Heme Attenuation Ameliorates Irritant Gas Inhalation-Induced Acute Lung Injury

Aims: Exposure to irritant gases, such as bromine (Br-2), poses an environmental and occupational hazard that results in severe lung and systemic injury. However, the mechanism(s) of Br-2 toxicity and the therapeutic responses required to mitigate lung damage are not known. Previously, it was demonstrated that Br-2 upregulates the heme degrading enzyme, heme oxygenase-1 (HO-1). Since heme is a major inducer of HO-1, we determined whether an increase in heme and heme-dependent oxidative injury underlies the pathogenesis of Br-2 toxicity. Results: C57BL/6 mice were exposed to Br-2 gas (600ppm, 30min) and returned to room air. Thirty minutes postexposure, mice were injected intraperitoneally with a single dose of the heme scavenging protein, hemopexin (Hx) (3g/gm body weight), or saline. Twenty-four hours postexposure, saline-treated mice had elevated total heme in bronchoalveolar lavage fluid (BALF) and plasma and acute lung injury (ALI) culminating in 80% mortality after 10 days.

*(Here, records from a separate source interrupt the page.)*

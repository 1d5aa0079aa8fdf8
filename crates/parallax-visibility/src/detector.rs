//! Visibility Detector - rising-edge entry detection for one section
//!
//! The detector only remembers whether its section was visible on the previous
//! sample. Resizes, reflows and repeated samples while visible therefore never
//! produce a second notification; only a hidden -> visible transition does.

use parallax_core::{SectionDescriptor, SectionId};

/// Notification that a section crossed its visibility threshold
#[derive(Debug, Clone, PartialEq, Eq, Hash)]
pub struct SectionEntered {
    pub section: SectionId,
}

impl SectionEntered {
    pub fn new(section: impl Into<SectionId>) -> Self {
        Self {
            section: section.into(),
        }
    }
}

/// Per-section visibility detector
#[derive(Debug, Clone)]
pub struct VisibilityDetector {
    section: SectionId,
    /// Visible-area fraction in (0, 1]
    threshold: f32,
    /// Above threshold on the last accepted sample
    visible: bool,
    /// Latched on the first entry, never cleared
    has_entered: bool,
    /// Rising edges seen
    entries: u64,
    last_fraction: Option<f32>,
}

impl VisibilityDetector {
    /// Create a detector. The threshold is expected to be validated already
    /// (see `SectionDescriptor::validate`).
    pub fn new(section: SectionId, threshold: f32) -> Self {
        Self {
            section,
            threshold,
            visible: false,
            has_entered: false,
            entries: 0,
            last_fraction: None,
        }
    }

    pub fn from_descriptor(descriptor: &SectionDescriptor) -> Self {
        Self::new(descriptor.id.clone(), descriptor.visibility_threshold)
    }

    /// Feed the current visible-area fraction.
    /// Returns an entry notification on a rising edge only.
    pub fn sample(&mut self, fraction: f32) -> Option<SectionEntered> {
        // A NaN sample carries no information about the layout
        if fraction.is_nan() {
            return None;
        }

        let fraction = fraction.clamp(0.0, 1.0);
        self.last_fraction = Some(fraction);

        let now_visible = fraction >= self.threshold;
        let rising = now_visible && !self.visible;
        self.visible = now_visible;

        if !rising {
            return None;
        }

        self.has_entered = true;
        self.entries += 1;
        tracing::trace!(section = %self.section, fraction, "section entered viewport");
        Some(SectionEntered {
            section: self.section.clone(),
        })
    }

    pub fn section(&self) -> &SectionId {
        &self.section
    }

    pub fn threshold(&self) -> f32 {
        self.threshold
    }

    pub fn is_visible(&self) -> bool {
        self.visible
    }

    /// Has this section ever entered the viewport
    pub fn has_entered(&self) -> bool {
        self.has_entered
    }

    /// Number of rising edges so far
    pub fn entries(&self) -> u64 {
        self.entries
    }

    pub fn last_fraction(&self) -> Option<f32> {
        self.last_fraction
    }
}

#[cfg(test)]
mod tests {
    use super::*;
    use proptest::prelude::*;

    fn detector() -> VisibilityDetector {
        VisibilityDetector::new(SectionId::new("chest"), 0.6)
    }

    #[test]
    fn test_single_emission_while_visible() {
        let mut d = detector();

        let events: Vec<_> = (0..10).filter_map(|_| d.sample(0.9)).collect();

        assert_eq!(events, vec![SectionEntered::new("chest")]);
        assert_eq!(d.entries(), 1);
        assert!(d.is_visible());
    }

    #[test]
    fn test_no_emission_on_falling_edge() {
        let mut d = detector();
        assert!(d.sample(0.7).is_some());
        assert!(d.sample(0.1).is_none());
        assert!(!d.is_visible());
        assert!(d.has_entered());
    }

    #[test]
    fn test_reentry_emits_again() {
        let mut d = detector();
        assert!(d.sample(0.7).is_some());
        assert!(d.sample(0.2).is_none());
        assert!(d.sample(0.8).is_some());
        assert_eq!(d.entries(), 2);
    }

    #[test]
    fn test_threshold_is_inclusive() {
        let mut d = detector();
        assert!(d.sample(0.59).is_none());
        assert!(d.sample(0.6).is_some());
    }

    #[test]
    fn test_resize_while_visible_is_silent() {
        // A reflow changes the fraction but never drops below threshold
        let mut d = detector();
        assert!(d.sample(1.0).is_some());
        for fraction in [0.95, 0.7, 0.61, 0.8, 1.0] {
            assert!(d.sample(fraction).is_none());
        }
    }

    #[test]
    fn test_nan_sample_ignored() {
        let mut d = detector();
        assert!(d.sample(0.9).is_some());
        assert!(d.sample(f32::NAN).is_none());
        assert!(d.is_visible());
        assert_eq!(d.last_fraction(), Some(0.9));
    }

    proptest! {
        #[test]
        fn prop_entries_match_rising_edges(samples in proptest::collection::vec(0.0f32..=1.0, 0..200)) {
            let mut d = detector();
            let mut expected = 0u64;
            let mut prev = false;
            let mut emitted = 0u64;

            for s in samples {
                let now = s >= 0.6;
                if now && !prev {
                    expected += 1;
                }
                prev = now;
                if d.sample(s).is_some() {
                    emitted += 1;
                }
            }

            prop_assert_eq!(emitted, expected);
            prop_assert_eq!(d.entries(), expected);
        }
    }
}
//! PARALLAX Core - Fundamental types and primitives
//!
//! This crate defines the core types shared by the scroll-driven pose engine:
//! - Section identifiers (SectionId)
//! - Poses (rotation + scale targets for the model)
//! - Section descriptors (visibility thresholds)
//! - Frame time primitives (FrameDelta)
//! - Error types

pub mod error;
pub mod id;
pub mod pose;
pub mod section;
pub mod time;

pub use error::*;
pub use id::*;
pub use pose::*;
pub use section::*;
pub use time::*;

Hx treatment significantly lowered heme, decreased evidence of ALI (lower protein and inflammatory cells in BALF, lower lung wet-to-dry weight ratios, and decreased airway hyperreactivity to methacholine), and reduced mortality. In addition, Br-2 caused more severe ALI and mortality in mice with HO-1 gene deletion (HO-1(-/-)) compared to wild-type controls, while transgenic mice overexpressing the human HO-1 gene (hHO-1) showed significant protection. Innovation: This is the first study delineating the role of heme in ALI caused by Br-2. Conclusion: The data suggest that attenuating heme may prove to be a useful adjuvant therapy to treat patients with ALI. Antioxid. Redox Signal. 24, 99-112.